Scott’s Investing in Opportunity Act Takes Step Forward

Washington – After years of pushing for a legislative initiative to help distressed communities, U.S. Senator Tim Scott (R-SC) is excited that the implementation of his Investing in Opportunity Act (IIOA) has begun. Yesterday, the Department of Treasury and Internal Revenue Service formally announced guidance to states, the District of Columbia, and all possessions of the United States on how to designate Opportunity Zones within their areas of jurisdiction.

“This is great news! Securing this provision in the tax bill was a huge legislative win for the millions of Americans living in struggling communities, and now local leaders can start to identify zip codes most in need of a renaissance,” said Scott. “The investment in neighborhoods will help to kick start local economies, grow jobs, and most importantly, will create a better quality of life for tens of thousands of our American families. I want to thank Secretary Mnuchin and his team for their hard work in establishing and pushing out the guidance that will help local leaders select their Opportunity Zones. This initiative will help to create permanent and positive change that will benefit generations to come.”

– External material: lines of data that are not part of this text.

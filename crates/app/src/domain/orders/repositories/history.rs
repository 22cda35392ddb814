//! Purchase History Repository

use jiff_sqlx::Date as SqlxDate;
use mival::{orders::PurchaseRecord, users::UserUuid};
use sqlx::{Postgres, Transaction, query, query_as};

use crate::domain::orders::records::PurchaseRecordRow;

const CREATE_HISTORY_SQL: &str = include_str!("../sql/create_history.sql");
const LIST_HISTORY_SQL: &str = include_str!("../sql/list_history.sql");

#[derive(Debug, Clone, Default)]
pub(crate) struct PgPurchaseHistoryRepository;

impl PgPurchaseHistoryRepository {
    #[must_use]
    pub(crate) fn new() -> Self {
        Self
    }

    pub(crate) async fn create_history(
        &self,
        tx: &mut Transaction<'_, Postgres>,
        record: &PurchaseRecord,
    ) -> Result<(), sqlx::Error> {
        query(CREATE_HISTORY_SQL)
            .bind(record.order_id.as_str())
            .bind(record.user_id.into_uuid())
            .bind(SqlxDate::from(record.purchased_on))
            .bind(record.total)
            .execute(&mut **tx)
            .await?;

        Ok(())
    }

    pub(crate) async fn list_history(
        &self,
        tx: &mut Transaction<'_, Postgres>,
        user: UserUuid,
    ) -> Result<Vec<PurchaseRecord>, sqlx::Error> {
        let records = query_as::<Postgres, PurchaseRecordRow>(LIST_HISTORY_SQL)
            .bind(user.into_uuid())
            .fetch_all(&mut **tx)
            .await?;

        Ok(records.into_iter().map(|PurchaseRecordRow(record)| record).collect())
    }
}
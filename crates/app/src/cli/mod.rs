use clap::{Parser, Subcommand};
use mival_app::{
    config::{CheckoutConfig, DatabaseConfig, LoggingConfig},
    context::AppContext,
};

mod catalog;
mod checkout;
mod db;
mod library;
mod tax;

#[derive(Debug, Parser)]
#[command(name = "mival", about = "Mival storefront CLI", long_about = None)]
pub(crate) struct Cli {
    #[command(flatten)]
    database: DatabaseConfig,

    #[command(flatten)]
    pub(crate) logging: LoggingConfig,

    #[command(flatten)]
    checkout: CheckoutConfig,

    #[command(subcommand)]
    command: Commands,
}

#[derive(Debug, Subcommand)]
enum Commands {
    Db(db::DbCommand),
    Catalog(catalog::CatalogCommand),
    Checkout(checkout::CheckoutArgs),
    Library(library::LibraryCommand),
    Tax(tax::TaxCommand),
}

impl Cli {
    pub(crate) async fn run(self) -> Result<(), String> {
        if let Commands::Db(command) = self.command {
            return db::run(&self.database, command).await;
        }

        let ctx = AppContext::from_config(&self.database, &self.checkout)
            .await
            .map_err(|error| format!("failed to initialise: {error}"))?;

        match self.command {
            Commands::Db(_) => Ok(()),
            Commands::Catalog(command) => catalog::run(&ctx, command).await,
            Commands::Checkout(args) => checkout::run(&ctx, args).await,
            Commands::Library(command) => library::run(&ctx, command).await,
            Commands::Tax(command) => tax::run(&ctx, command).await,
        }
    }
}
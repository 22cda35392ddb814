//! Game library
//!
//! The library is append-only. Buying the same game twice produces two
//! entries.

use jiff::Timestamp;
use rustc_hash::FxHashSet;
use serde::{Deserialize, Serialize};

use crate::{
    catalog::{CatalogItem, CatalogItemUuid},
    orders::{Order, OrderId},
    users::UserUuid,
};

/// A record granting a user ownership of a game.
#[derive(Debug, Clone, PartialEq, Eq, Serialize, Deserialize)]
pub struct LibraryEntry {
    /// Owner.
    pub user_id: UserUuid,
    /// Owned game.
    pub item_id: CatalogItemUuid,
    /// When ownership was granted.
    pub purchased_at: Timestamp,

    /// Present for manually granted games; order fulfilment leaves it empty.
    pub activation_key: Option<String>,

    /// The order that granted the game, if any.
    pub order_id: Option<OrderId>,
}

impl LibraryEntry {
    /// One entry per distinct catalog item in `order`, in line order.
    pub fn from_order(order: &Order, purchased_at: Timestamp) -> Vec<Self> {
        let mut seen = FxHashSet::default();

        order
            .lines()
            .iter()
            .filter(|line| seen.insert(line.item_id))
            .map(|line| Self {
                user_id: order.user_id(),
                item_id: line.item_id,
                purchased_at,
                activation_key: None,
                order_id: Some(order.id().clone()),
            })
            .collect()
    }
}

/// A library entry joined with its catalog item, as shown to the user.
#[derive(Debug, Clone, PartialEq, Eq, Serialize, Deserialize)]
pub struct OwnedGame {
    /// The owned game.
    pub item: CatalogItem,
    /// When ownership was granted.
    pub purchased_at: Timestamp,
    /// Activation key, for manually granted games.
    pub activation_key: Option<String>,
}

From now through March 21st, Governors and chief executive officers of states, D.C., and U.S. possessions will be able to designate Opportunity Zones that will benefit from this new provision. Full guidance can be found here.

Scott’s IIOA was included in the Tax Cuts and Jobs Act that was signed into law late last December. The premise of the provision is that it provides an opportunity for U.S. investors to use a capital gains deferral in exchange for investing the capital in economically disadvantaged communities. This private-public partnership will help create jobs, encourage small businesses, and influence local development.